Everyone else matched the original offer, which is quite telling. If a team is going to brave the rest of the league by signing a player to an offer sheet, they will usually sign players who can have, in their opinion, an impact in the NHL. More interesting though is what happened (or not) to those so-called gutsy GMs who dared to break the unwritten rule.

  1. The first GM out of the gate after the salary cap CBA was Bobby Clarke, who signed Kesler back in September 2006.  He was replaced by Paul Holmgren the following month, on October 22, 2006.
  2. Kevin Lowe is the GM who signed both Vanek and Penner in 2007. He lasted a year before being replaced by Steve Tambellini on July 31, 2008.
  3. Canucks’ GM Mike Gillis was just hired on April 23, 2008 prior to signing Backes to an offer sheet the next summer. St-Louis Blues GM at the time, Larry Pleau, gave him a taste of his own medicine when a week later, he signed Bernier, who was just acquired in a trade four days earlier by Gillis, to an offer sheet of his own. Gillis completed several minor deals after, but had to wait to 2013 before being able to complete a substantial trade, acquiring the 9th pick overall (Bo Horvat) from the Devils for Cory Schneider.
  4. Doug Wilson of the San Jose Sharks is definitely the exception to the rule. He has completed several trades, including some important ones, after signing Hjalmarsson to an offer sheet in 2010. Wilson has even completed three trades with the Blackhawks since that time!
  5. Faced with the loss of Chris Pronger to injury, Paul Holmgren and the Flyers were in desperation mode and signed Shea Weber to the richest offer sheet in NHL history, hoping that the Predators couldn’t match… but they did. In the two following years at the helm of the team, Holmgren has completed a dozen trades, but none of impact. In the book released for the Flyers’ 50 anniversary, he admitted being unable to find people to trade with because of it. He had to step down and give way to Ron Hextall for that reason.
  6. Brian Burke, then interim GM for the Flames and who was quite verbal against Kevin Lowe’s offer sheet to Dustin Penner six years earlier while GM with the Ducks, signed Ryan O’Reilly to an offer sheet of his own in what is perhaps the most hypocritical offer sheet signing ever. Colorado matched and Burke went back into is President’s role making ways to Brad Treliving just a few months later.

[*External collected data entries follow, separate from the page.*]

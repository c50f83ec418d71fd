//! Text embedding providers

mod fastembed_provider;
mod hash;

pub use fastembed_provider::FastEmbedProvider;
pub use hash::HashEmbedder;

use anyhow::{anyhow, Result};
use async_trait::async_trait;
use std::sync::Arc;

use crate::config::{EmbeddingBackend, EmbeddingsConfig};

/// An embedded query together with its dimensionality
#[derive(Debug, Clone, PartialEq)]
pub struct QueryEmbedding {
    pub vector: Vec<f32>,
    pub dims: usize,
}

/// Health status for provider monitoring
#[derive(Debug, Clone, PartialEq)]
pub enum HealthStatus {
    Healthy,
    Degraded { reason: String },
    Unhealthy { error: String },
}

/// Core trait for embedding providers
#[async_trait]
pub trait EmbeddingProvider: Send + Sync {
    /// Generate embeddings for multiple texts, one vector per text in order
    async fn embed(&self, texts: &[String]) -> Result<Vec<Vec<f32>>>;

    /// Generate the embedding for a search query
    async fn embed_query(&self, query: &str) -> Result<QueryEmbedding> {
        let vector = self
            .embed(&[query.to_string()])
            .await?
            .into_iter()
            .next()
            .ok_or_else(|| anyhow!("No embedding generated for query"))?;
        Ok(QueryEmbedding {
            dims: vector.len(),
            vector,
        })
    }

    fn embedding_dimension(&self) -> usize;

    /// Get provider name for logging and metrics
    fn provider_name(&self) -> &'static str;

    async fn health_check(&self) -> Result<HealthStatus>;
}

/// Build the provider selected in the configuration
pub async fn create_provider(config: &EmbeddingsConfig) -> Result<Arc<dyn EmbeddingProvider>> {
    match config.backend {
        EmbeddingBackend::Hash => Ok(Arc::new(HashEmbedder::new(config.dimension))),
        EmbeddingBackend::FastEmbed => {
            let config = config.clone();
            // Model loading reads (and may download) weights from disk
            let provider = tokio::task::spawn_blocking(move || FastEmbedProvider::new(&config))
                .await
                .map_err(|e| anyhow!("Embedding model loading task failed: {}", e))??;
            Ok(Arc::new(provider))
        }
    }
}
use anyhow::{bail, Result};
use async_trait::async_trait;
use codesift::embeddings::{EmbeddingProvider, HealthStatus};

/// Embedder whose every call fails, as when a model server goes away
pub struct FailingEmbedder {
    dimension: usize,
}

impl FailingEmbedder {
    pub fn new(dimension: usize) -> Self {
        Self { dimension }
    }
}

#[async_trait]
impl EmbeddingProvider for FailingEmbedder {
    async fn embed(&self, _texts: &[String]) -> Result<Vec<Vec<f32>>> {
        bail!("embedding model unavailable")
    }

    fn embedding_dimension(&self) -> usize {
        self.dimension
    }

    fn provider_name(&self) -> &'static str {
        "failing"
    }

    async fn health_check(&self) -> Result<HealthStatus> {
        bail!("embedding model unavailable")
    }
}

So Habs’ fans and media, unless you want Marc Bergevin out, which clearly some of you do, what do you really think the odds are of him signing one of Drouin or Draisaitl to an offer sheet? Do you honestly think for a minute, based on facts and history, that it would be for the best of the team, of the organization? Oh don’t get me wrong here, if Drouin is available as rumours around the NHL seem to suggest, Bergevin will be all in to get him, but it will be, in my humble opinion at least, through the traditional way of trade. As for Draisaitl, don’t lose too much sleep over that folks, he will be re-signed in Edmonton.